Using threads for blocking IO on server requests was popular 20 years ago in e.g. Java. But these days non blocking IO is preferred both for single and multi threaded systems. E.g. Elasticsearch uses threading and non blocking IO across CPU cores and cluster nodes to provide horizontal scalability for indexing. It tends to stick to just one indexing thread per CPU core of course. But it has additional thread pools and generally more threads than CPU cores in total.
A lot of workloads where the CPU is the bottleneck that have some IO benefit from threading by letting other threads progress while one is waiting for IO. And if the amount of context switching can be limited, that can be OK. For loads that are embarrassingly parallel with little or no IO and very limited context sharing, a 1 thread per CPU core tends to be the most optimal. It's really when you start having more than threads than cores that context switching becomes a factor. What's optimal there is very much dependent on how much shared state there is and whether you are IO or CPU limited.

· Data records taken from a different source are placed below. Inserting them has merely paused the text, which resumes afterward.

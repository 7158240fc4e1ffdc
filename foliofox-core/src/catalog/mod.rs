//! Catalog store: the single durable resource every subsystem shares.
//!
//! One SQLite file in WAL mode, foreign keys on. All writes go through the
//! typed repositories here; destructive maintenance acquires the exclusive
//! session so the queue engine can pause new starts while vacuum/reindex
//! run.

pub mod books;
pub mod health;
pub mod indexers;
pub mod logs;
pub mod maintenance;
pub mod migrations;
pub mod queue;

use std::path::{Path, PathBuf};
use std::sync::Arc;
use std::time::Duration;

use sqlx::sqlite::{
    SqliteConnectOptions, SqliteJournalMode, SqlitePool, SqlitePoolOptions,
    SqliteSynchronous,
};
use tokio::sync::{RwLock, RwLockReadGuard, RwLockWriteGuard};
use tracing::info;

use foliofox_config::DatabaseConfig;

use crate::error::Result;

pub use books::BookRepository;
pub use health::HealthRepository;
pub use indexers::IndexerRepository;
pub use logs::{LogLevel, LogRepository};
pub use maintenance::MaintenanceRepository;
pub use queue::QueueRepository;

/// Handle to the shared catalog database.
#[derive(Clone, Debug)]
pub struct CatalogStore {
    pool: SqlitePool,
    path: PathBuf,
    // Advisory discipline: short operations take read, vacuum/reindex take
    // write. Purely in-process; SQLite serializes actual writers itself.
    session_lock: Arc<RwLock<()>>,
}

impl CatalogStore {
    /// Open (creating if missing) the catalog, apply pending migrations,
    /// and verify the checksums of every previously applied one.
    pub async fn connect(config: &DatabaseConfig) -> Result<Self> {
        if let Some(parent) = config.path.parent()
            && !parent.as_os_str().is_empty()
        {
            std::fs::create_dir_all(parent)?;
        }

        let options = SqliteConnectOptions::new()
            .filename(&config.path)
            .create_if_missing(true)
            .journal_mode(SqliteJournalMode::Wal)
            .synchronous(SqliteSynchronous::Normal)
            .foreign_keys(true)
            .busy_timeout(Duration::from_millis(config.busy_timeout_ms));

        let pool = SqlitePoolOptions::new()
            .max_connections(config.max_connections)
            .connect_with(options)
            .await?;

        info!(path = %config.path.display(), "connected to catalog");

        let store = Self {
            pool,
            path: config.path.clone(),
            session_lock: Arc::new(RwLock::new(())),
        };
        migrations::apply_pending(&store.pool).await?;
        migrations::verify_applied(&store.pool).await?;
        Ok(store)
    }

    /// In-memory catalog with the full schema, for tests.
    pub async fn connect_in_memory() -> Result<Self> {
        let options = SqliteConnectOptions::new()
            .in_memory(true)
            .foreign_keys(true);
        // One pinned connection: the database dies with it, so the pool
        // must never reap it as idle.
        let pool = SqlitePoolOptions::new()
            .max_connections(1)
            .min_connections(1)
            .idle_timeout(None)
            .max_lifetime(None)
            .connect_with(options)
            .await?;
        let store = Self {
            pool,
            path: PathBuf::from(":memory:"),
            session_lock: Arc::new(RwLock::new(())),
        };
        migrations::apply_pending(&store.pool).await?;
        Ok(store)
    }

    pub fn pool(&self) -> &SqlitePool {
        &self.pool
    }

    /// Path of the catalog file on disk.
    pub fn path(&self) -> &Path {
        &self.path
    }

    /// Short-transaction permit. Held only for the duration of one logical
    /// mutation; blocks while an exclusive session is active.
    pub async fn shared_session(&self) -> RwLockReadGuard<'_, ()> {
        self.session_lock.read().await
    }

    /// Exclusive session for destructive maintenance (vacuum/reindex).
    /// While held, no new shared session can begin.
    pub async fn exclusive_session(&self) -> RwLockWriteGuard<'_, ()> {
        self.session_lock.write().await
    }

    /// Whether an exclusive maintenance session is currently active.
    pub fn exclusive_session_active(&self) -> bool {
        self.session_lock.try_read().is_err()
    }

    pub fn books(&self) -> BookRepository {
        BookRepository::new(self.pool.clone())
    }

    pub fn indexers(&self) -> IndexerRepository {
        IndexerRepository::new(self.pool.clone())
    }

    pub fn queue(&self) -> QueueRepository {
        QueueRepository::new(self.pool.clone())
    }

    pub fn health(&self) -> HealthRepository {
        HealthRepository::new(self.pool.clone())
    }

    pub fn logs(&self) -> LogRepository {
        LogRepository::new(self.pool.clone())
    }

    pub fn maintenance(&self) -> MaintenanceRepository {
        MaintenanceRepository::new(self.pool.clone())
    }

    pub async fn close(&self) {
        self.pool.close().await;
    }
}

In general, concurrency and parallelism tend to be harder in languages that predate when threading and multi core CPUs were common and lack good primitives for this. Python only recently started addressing the GIL obstacle and a big motivation for creating Rust was just how hard doing this stuff is in C/C++ without creating a lot of dead locks, crash bugs, and security issues. It's not impossible with the right frameworks, a lot of skill and discipline of course. But Rust is getting a well deserved reputation for being very optimal and safe for this kind of thing. Likewise functional languages like Elixir are more naturally suited for running on systems with lots of CPUs and threads.